Try it - Every line containing the string "usize" should be returned from the records.

Dataset records Block Start

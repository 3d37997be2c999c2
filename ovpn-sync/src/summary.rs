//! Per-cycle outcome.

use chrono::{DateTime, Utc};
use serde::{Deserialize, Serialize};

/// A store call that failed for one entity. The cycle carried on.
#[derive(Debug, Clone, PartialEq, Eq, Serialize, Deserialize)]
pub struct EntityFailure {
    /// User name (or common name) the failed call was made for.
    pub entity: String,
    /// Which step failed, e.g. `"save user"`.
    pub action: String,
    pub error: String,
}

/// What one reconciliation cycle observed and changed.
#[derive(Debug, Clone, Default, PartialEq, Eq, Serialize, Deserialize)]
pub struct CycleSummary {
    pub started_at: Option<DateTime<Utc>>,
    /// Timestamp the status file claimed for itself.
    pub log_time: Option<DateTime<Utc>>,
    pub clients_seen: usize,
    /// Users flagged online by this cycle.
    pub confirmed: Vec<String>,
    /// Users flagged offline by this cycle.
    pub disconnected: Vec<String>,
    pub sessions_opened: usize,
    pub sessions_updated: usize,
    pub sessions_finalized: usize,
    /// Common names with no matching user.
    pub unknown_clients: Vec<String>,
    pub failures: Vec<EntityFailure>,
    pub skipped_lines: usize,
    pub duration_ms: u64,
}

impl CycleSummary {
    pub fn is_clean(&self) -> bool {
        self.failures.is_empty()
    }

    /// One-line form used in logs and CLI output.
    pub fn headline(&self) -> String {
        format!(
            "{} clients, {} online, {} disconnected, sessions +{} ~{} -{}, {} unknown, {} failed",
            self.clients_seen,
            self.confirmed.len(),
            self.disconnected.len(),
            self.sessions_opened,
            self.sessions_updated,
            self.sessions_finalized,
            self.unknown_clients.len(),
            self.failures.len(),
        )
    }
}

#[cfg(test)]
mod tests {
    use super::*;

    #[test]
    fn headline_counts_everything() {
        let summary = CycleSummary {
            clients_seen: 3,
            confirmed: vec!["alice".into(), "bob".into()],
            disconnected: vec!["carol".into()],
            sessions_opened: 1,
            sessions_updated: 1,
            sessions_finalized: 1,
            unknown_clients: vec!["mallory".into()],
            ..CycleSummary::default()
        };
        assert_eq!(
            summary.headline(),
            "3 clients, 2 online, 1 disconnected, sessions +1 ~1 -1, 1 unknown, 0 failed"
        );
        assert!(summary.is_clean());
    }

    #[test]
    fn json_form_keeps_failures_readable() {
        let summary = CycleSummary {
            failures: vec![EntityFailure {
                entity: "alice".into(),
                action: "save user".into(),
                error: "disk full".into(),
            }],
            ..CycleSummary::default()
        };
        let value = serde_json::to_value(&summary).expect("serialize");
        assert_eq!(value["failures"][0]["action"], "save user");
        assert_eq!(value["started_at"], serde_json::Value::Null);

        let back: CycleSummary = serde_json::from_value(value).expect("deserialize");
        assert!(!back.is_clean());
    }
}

Dataset records Block End

Result for this task -
    pub clients_seen: usize,
    pub sessions_opened: usize,
    pub sessions_updated: usize,
    pub sessions_finalized: usize,
    pub skipped_lines: usize,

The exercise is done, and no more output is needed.